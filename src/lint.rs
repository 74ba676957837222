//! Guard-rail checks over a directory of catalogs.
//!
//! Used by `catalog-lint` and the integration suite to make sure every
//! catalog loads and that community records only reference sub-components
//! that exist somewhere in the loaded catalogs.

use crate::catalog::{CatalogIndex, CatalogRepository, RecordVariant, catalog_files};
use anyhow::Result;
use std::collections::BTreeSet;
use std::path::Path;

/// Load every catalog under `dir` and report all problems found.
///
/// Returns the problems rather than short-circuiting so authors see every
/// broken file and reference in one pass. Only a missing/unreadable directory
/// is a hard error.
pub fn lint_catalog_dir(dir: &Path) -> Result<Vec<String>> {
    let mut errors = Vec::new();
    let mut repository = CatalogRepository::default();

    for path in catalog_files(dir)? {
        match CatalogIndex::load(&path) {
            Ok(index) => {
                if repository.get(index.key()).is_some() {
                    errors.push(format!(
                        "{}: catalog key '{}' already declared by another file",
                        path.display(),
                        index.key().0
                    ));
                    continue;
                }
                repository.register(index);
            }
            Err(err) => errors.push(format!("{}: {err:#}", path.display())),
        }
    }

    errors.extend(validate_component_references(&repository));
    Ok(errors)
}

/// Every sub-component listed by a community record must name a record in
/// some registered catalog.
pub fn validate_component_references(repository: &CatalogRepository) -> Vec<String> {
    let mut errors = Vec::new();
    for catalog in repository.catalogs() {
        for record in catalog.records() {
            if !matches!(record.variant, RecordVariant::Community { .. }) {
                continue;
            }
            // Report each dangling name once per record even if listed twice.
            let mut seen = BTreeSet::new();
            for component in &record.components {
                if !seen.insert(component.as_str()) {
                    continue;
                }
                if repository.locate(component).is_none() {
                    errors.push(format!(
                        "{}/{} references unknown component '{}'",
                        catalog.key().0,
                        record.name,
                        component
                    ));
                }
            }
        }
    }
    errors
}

---

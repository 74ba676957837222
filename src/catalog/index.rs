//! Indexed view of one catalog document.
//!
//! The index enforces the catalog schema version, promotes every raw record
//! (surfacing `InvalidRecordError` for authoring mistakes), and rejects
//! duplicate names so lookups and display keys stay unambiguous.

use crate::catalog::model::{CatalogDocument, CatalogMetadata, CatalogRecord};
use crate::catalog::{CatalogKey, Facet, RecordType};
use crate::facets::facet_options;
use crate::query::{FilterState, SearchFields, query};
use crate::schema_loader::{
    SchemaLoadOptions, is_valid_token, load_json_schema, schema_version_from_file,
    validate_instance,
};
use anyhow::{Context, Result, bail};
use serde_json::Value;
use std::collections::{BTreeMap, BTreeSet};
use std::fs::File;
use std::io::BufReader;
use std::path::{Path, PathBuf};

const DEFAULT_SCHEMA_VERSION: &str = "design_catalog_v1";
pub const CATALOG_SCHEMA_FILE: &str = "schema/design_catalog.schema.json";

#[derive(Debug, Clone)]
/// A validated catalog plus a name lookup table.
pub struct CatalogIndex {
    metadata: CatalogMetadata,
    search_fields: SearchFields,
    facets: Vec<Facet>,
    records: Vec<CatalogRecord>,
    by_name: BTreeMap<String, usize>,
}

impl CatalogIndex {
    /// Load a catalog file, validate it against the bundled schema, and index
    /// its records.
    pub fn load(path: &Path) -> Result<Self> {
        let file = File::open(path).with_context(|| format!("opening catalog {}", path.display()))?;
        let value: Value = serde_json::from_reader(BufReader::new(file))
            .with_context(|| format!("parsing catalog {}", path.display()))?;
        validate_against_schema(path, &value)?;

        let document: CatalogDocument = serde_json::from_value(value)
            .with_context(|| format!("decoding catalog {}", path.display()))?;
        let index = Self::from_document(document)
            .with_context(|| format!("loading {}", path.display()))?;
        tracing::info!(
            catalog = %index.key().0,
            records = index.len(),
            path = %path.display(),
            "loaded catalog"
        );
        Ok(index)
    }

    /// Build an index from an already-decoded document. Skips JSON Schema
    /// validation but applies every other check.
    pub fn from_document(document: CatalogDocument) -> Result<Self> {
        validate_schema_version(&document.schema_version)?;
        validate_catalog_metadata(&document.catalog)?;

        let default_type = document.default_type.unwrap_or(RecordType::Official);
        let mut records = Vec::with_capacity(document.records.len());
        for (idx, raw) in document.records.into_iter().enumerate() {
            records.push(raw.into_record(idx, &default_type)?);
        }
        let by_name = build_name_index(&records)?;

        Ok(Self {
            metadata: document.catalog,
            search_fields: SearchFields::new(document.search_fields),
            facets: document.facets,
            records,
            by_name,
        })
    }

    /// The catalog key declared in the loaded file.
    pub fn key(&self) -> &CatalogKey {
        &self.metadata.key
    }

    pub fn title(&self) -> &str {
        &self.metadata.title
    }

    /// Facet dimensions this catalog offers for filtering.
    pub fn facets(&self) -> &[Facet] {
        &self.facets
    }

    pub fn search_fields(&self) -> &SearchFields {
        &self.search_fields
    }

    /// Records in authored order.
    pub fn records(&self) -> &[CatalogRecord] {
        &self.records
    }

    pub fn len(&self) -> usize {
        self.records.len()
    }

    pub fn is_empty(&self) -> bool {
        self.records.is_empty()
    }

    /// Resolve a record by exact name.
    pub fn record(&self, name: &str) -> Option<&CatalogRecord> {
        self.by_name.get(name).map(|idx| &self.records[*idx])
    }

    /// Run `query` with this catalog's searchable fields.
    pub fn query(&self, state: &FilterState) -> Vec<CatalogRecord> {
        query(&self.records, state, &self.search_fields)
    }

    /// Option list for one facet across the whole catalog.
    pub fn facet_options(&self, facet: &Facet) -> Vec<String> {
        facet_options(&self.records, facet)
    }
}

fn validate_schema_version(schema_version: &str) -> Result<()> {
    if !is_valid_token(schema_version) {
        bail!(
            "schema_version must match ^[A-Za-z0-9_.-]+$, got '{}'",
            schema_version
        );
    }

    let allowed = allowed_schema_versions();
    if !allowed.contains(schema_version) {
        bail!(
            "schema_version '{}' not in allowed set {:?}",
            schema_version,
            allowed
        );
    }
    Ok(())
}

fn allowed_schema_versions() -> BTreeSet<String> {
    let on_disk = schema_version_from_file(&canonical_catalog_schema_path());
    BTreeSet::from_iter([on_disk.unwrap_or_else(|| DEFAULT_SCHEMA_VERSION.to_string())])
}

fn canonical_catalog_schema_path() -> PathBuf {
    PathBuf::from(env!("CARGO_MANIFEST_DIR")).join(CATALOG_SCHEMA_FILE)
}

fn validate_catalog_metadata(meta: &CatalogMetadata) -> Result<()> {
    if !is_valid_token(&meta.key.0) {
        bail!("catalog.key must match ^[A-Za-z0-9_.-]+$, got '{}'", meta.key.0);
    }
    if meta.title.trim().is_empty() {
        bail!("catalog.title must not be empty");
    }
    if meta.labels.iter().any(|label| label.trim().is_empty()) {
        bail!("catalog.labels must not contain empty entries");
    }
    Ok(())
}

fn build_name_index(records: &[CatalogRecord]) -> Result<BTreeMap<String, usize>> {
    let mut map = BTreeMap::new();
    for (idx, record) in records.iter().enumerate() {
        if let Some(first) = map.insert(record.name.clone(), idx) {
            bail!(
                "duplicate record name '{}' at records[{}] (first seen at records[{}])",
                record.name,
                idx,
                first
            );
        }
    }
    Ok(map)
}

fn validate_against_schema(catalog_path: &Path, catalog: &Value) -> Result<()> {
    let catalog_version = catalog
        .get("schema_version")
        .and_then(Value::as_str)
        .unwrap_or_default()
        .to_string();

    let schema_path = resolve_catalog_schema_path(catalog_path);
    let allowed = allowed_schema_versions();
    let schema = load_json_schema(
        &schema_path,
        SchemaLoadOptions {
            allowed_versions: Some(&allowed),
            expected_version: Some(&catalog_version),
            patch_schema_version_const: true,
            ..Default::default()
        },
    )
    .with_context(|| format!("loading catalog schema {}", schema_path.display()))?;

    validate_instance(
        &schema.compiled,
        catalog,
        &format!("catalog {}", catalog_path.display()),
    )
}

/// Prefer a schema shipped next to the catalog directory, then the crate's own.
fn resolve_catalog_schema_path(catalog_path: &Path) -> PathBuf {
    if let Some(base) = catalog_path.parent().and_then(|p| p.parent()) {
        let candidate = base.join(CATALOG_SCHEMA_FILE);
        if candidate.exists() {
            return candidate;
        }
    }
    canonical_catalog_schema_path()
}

▸ **Your goal**
Which lines in the records above contain the string "title"? Copy them.

▸ **Exercise solution**
    pub fn title(&self) -> &str {
        &self.metadata.title
    if meta.title.trim().is_empty() {
        bail!("catalog.title must not be empty");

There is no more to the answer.